Pembantaian Rohingya

Penyidik PBB: Facebook ‘Berkontribusi Besar' Memicu Genosida Rohingya di Myanmar

Merebaknya sentimen anti-muslim Rohingya di Myanmar, menurut temuan misi pencari fakta PBB berkembang akibat postingan ujaran kebencian lewat Facebook.
Foto pengungsi Rohingya via Wikimedia Commons.

Artikel ini pertama kali tayang di Motherboard.

Penyidik Perserikatan Bangsa-Bangsa menuding Facebook punya peran krusial memicu genosida terhadap warga minoritas muslim Rohingya. Para penyelidik yang tergabung dalam Misi Pencari Fakta Internasional PBB di Myanmar mengatakan pada awak media Senin lalu (12/3), bahwa postingan bernada kebencian terhadap penganut muslim yang bermunculan di Facebook “berkontribusi besar” menyebabkan ketegangan rasial di negara tersebut lima tahun belakangan.

Iklan

“Di Myanmar, semua aktivitas internet dilakukan lewat Facebook,” Yanghee Lee, salah satu penyelidik, dalam sebuah sidang Dewan Hak Asasi Manusia PBB. “Facebook digunakan untuk menyebarkan pengumuman untuk publik tapi kita semua tahu bahwa penganut Budha yang berhaluan ultra-nasionalis punya akun Facebook sendiri. Lewat akun-akun ini, mereka menghasut orang untuk melakukan tindakan kekerasan dan permusuhan terhadap suku Rohingya dan etnis minoritas lainnya. Saya khawatir Facebook sudah berubah menjadi monster menyeramkan, jauh dari niatan awal pembuatnya.”

Lebih dari688,000 warga etnis Rohingya kabur dari Myanmar menuju Bangladesh sepanjang enam bulan terakhir, menyusul kekerasan yang merajalela dilakuan militer Myanmar maupun milisi sipil ultranasionalis. Kasus Pemerkosan dan pembunuhan kerap terjadi di Rakhine, provinsi Myanmar yang banyak dihuni etnis minoritas muslim Rohingya.

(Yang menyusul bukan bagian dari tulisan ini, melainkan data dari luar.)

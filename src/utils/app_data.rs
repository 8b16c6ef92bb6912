use crate::index::types::{HashAlgorithm, IndexConfig};
use anyhow::{Context, Result};
use serde::{Deserialize, Serialize};
use std::collections::hash_map::DefaultHasher;
use std::fs;
use std::hash::{Hash, Hasher};
use std::path::{Path, PathBuf};

const APP_NAME: &str = "idindex";
const CONFIG_FILE: &str = "config.json";

/// Environment variable overriding the configured hash algorithm
pub const HASH_ALGORITHM_ENV: &str = "IDINDEX_HASH_ALGORITHM";

/// Application configuration stored in the app data directory
#[derive(Debug, Clone, Serialize, Deserialize)]
pub struct AppConfig {
    /// Hash function for identifier keys; changing it invalidates existing indexes
    #[serde(default)]
    pub hash_algorithm: HashAlgorithm,

    /// Scan files on all cores
    #[serde(default = "default_parallel_indexing")]
    pub parallel_indexing: bool,

    /// Files larger than this are not indexed
    #[serde(default = "default_max_file_size")]
    pub max_file_size: u64,
}

fn default_parallel_indexing() -> bool {
    true
}

fn default_max_file_size() -> u64 {
    IndexConfig::default().max_file_size
}

impl Default for AppConfig {
    fn default() -> Self {
        Self {
            hash_algorithm: HashAlgorithm::default(),
            parallel_indexing: default_parallel_indexing(),
            max_file_size: default_max_file_size(),
        }
    }
}

impl AppConfig {
    /// Load config from the app data directory, or return default if not found
    pub fn load() -> Result<Self> {
        let config_path = get_config_path()?;

        if config_path.exists() {
            let content = fs::read_to_string(&config_path)
                .context("Failed to read config file")?;
            let config: AppConfig = serde_json::from_str(&content)
                .context("Failed to parse config file")?;
            Ok(config)
        } else {
            Ok(Self::default())
        }
    }

    /// Apply `IDINDEX_HASH_ALGORITHM` if set
    pub fn with_env_overrides(mut self) -> Result<Self> {
        if let Ok(value) = std::env::var(HASH_ALGORITHM_ENV) {
            self.hash_algorithm = value
                .parse()
                .map_err(|e: String| anyhow::anyhow!(e))
                .with_context(|| format!("Invalid {}", HASH_ALGORITHM_ENV))?;
        }
        Ok(self)
    }

    /// Indexer settings derived from this config
    pub fn index_config(&self) -> IndexConfig {
        IndexConfig {
            max_file_size: self.max_file_size,
            hash_algorithm: self.hash_algorithm,
            parallel: self.parallel_indexing,
            ..IndexConfig::default()
        }
    }
}

/// Get the path to the config file
pub fn get_config_path() -> Result<PathBuf> {
    let app_dir = get_app_data_dir()?;
    Ok(app_dir.join(CONFIG_FILE))
}

/// Get the application data directory for storing indexes
pub fn get_app_data_dir() -> Result<PathBuf> {
    let base = if cfg!(target_os = "macos") {
        dirs::home_dir()
            .map(|h| h.join("Library").join("Application Support"))
    } else if cfg!(target_os = "windows") {
        dirs::data_local_dir()
    } else {
        // Linux/Unix: use XDG_DATA_HOME or ~/.local/share
        dirs::data_dir()
    };

    let base = base.context("Could not determine app data directory")?;
    let app_dir = base.join(APP_NAME);

    fs::create_dir_all(&app_dir)?;
    Ok(app_dir)
}

/// Get the index directory for a specific codebase root
pub fn get_index_dir(root_path: &Path) -> Result<PathBuf> {
    let indexes_dir = get_app_data_dir()?.join("indexes");
    fs::create_dir_all(&indexes_dir)?;
    Ok(indexes_dir.join(index_folder_name(root_path)))
}

/// Unique folder name for a root: sanitized dir name + path hash
fn index_folder_name(path: &Path) -> String {
    let canonical = path.canonicalize().unwrap_or_else(|_| path.to_path_buf());

    let dir_name = canonical
        .file_name()
        .and_then(|n| n.to_str())
        .unwrap_or("unknown");
    let sanitized: String = dir_name
        .chars()
        .filter(|c| c.is_alphanumeric() || *c == '-' || *c == '_')
        .take(16)
        .collect();

    let mut hasher = DefaultHasher::new();
    canonical.to_string_lossy().hash(&mut hasher);

    format!("{}-{:016x}", sanitized, hasher.finish())
}

/// Find the root of a codebase: the nearest ancestor with a `.git`
/// directory, or `start_path` itself
pub fn find_codebase_root(start_path: &Path) -> Result<PathBuf> {
    let start = start_path
        .canonicalize()
        .with_context(|| format!("Invalid path: {}", start_path.display()))?;

    let mut current = start.as_path();
    loop {
        if current.join(".git").exists() {
            return Ok(current.to_path_buf());
        }
        match current.parent() {
            Some(parent) => current = parent,
            None => return Ok(start),
        }
    }
}

/// Remove an index for a codebase
pub fn remove_index(root_path: &Path) -> Result<()> {
    let index_dir = get_index_dir(root_path)?;
    if index_dir.exists() {
        fs::remove_dir_all(&index_dir)?;
    }
    Ok(())
}

#[cfg(test)]
mod tests {
    use super::*;

    #[test]
    fn test_config_defaults_when_fields_missing() {
        let config: AppConfig = serde_json::from_str("{}").unwrap();
        assert_eq!(config.hash_algorithm, HashAlgorithm::Stronger);
        assert!(config.parallel_indexing);
    }

    #[test]
    fn test_config_reads_algorithm() {
        let config: AppConfig = serde_json::from_str(r#"{"hash_algorithm": "compact"}"#).unwrap();
        assert_eq!(config.index_config().hash_algorithm, HashAlgorithm::Compact);
    }

    #[test]
    fn test_folder_name_is_stable() {
        let dir = tempfile::tempdir().unwrap();
        let a = index_folder_name(dir.path());
        let b = index_folder_name(dir.path());
        assert_eq!(a, b);
        assert!(a.contains('-'));
    }

    #[test]
    fn test_root_detection_finds_git_dir() {
        let dir = tempfile::tempdir().unwrap();
        fs::create_dir(dir.path().join(".git")).unwrap();
        let nested = dir.path().join("src").join("deep");
        fs::create_dir_all(&nested).unwrap();

        let root = find_codebase_root(&nested).unwrap();
        assert_eq!(root, dir.path().canonicalize().unwrap());
    }
}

Para pengungsi yang kini tinggal dam kamp pengungi dengan kondisi menyedihkan di Cox’s Bazar, harus menghadapi wabah difteri. Mereka dilaporkan kesusahan mengakses air bersih dan bahan makanan. Belum lagi, saat ini para pengungsi dihadapkan pada ancaman bencana banjir dan longsor menjelang tibanya musim hujan. Minggu lalu, Ketua Dewan Hak Asasi Manusia PBB mensinyalir Myanmar telah melakukan genosida dan mewanti-wanti “pembersihan etnis yang terus berlanjut di Provinsi Rakhine.”

Facebook menyatakan komitmen untuk memerangi ujaran kebencian, termasuk di Myanmar. Bahkan, salah satu juru bicara Facebook mengatakan bahwa raksasa media sosial itu menanggapi kritik PBB dengan “sangat serius.”

"Kami telah banyak melakukan investasi dalam bentuk teknologi dan kerja sama dengan pakar bahasa lokal guna membantu kamu dengan mulus menyingkirkan konten kebencian dan pengguna yang berulangkali melanggar aturan ujaran kebencian yang berlaku di Facebook,” kata juru bicara Facebook saat dihubungi Motherboard lewat surel. “Kami sangat serius menggalang upaya ini dan telah bekerja sama dengan beberapa pakar di Myanmar selama beberapa tahun untuk mengembangkan safety resource dan kampanye memerangi merebaknya ujaran kebencian.”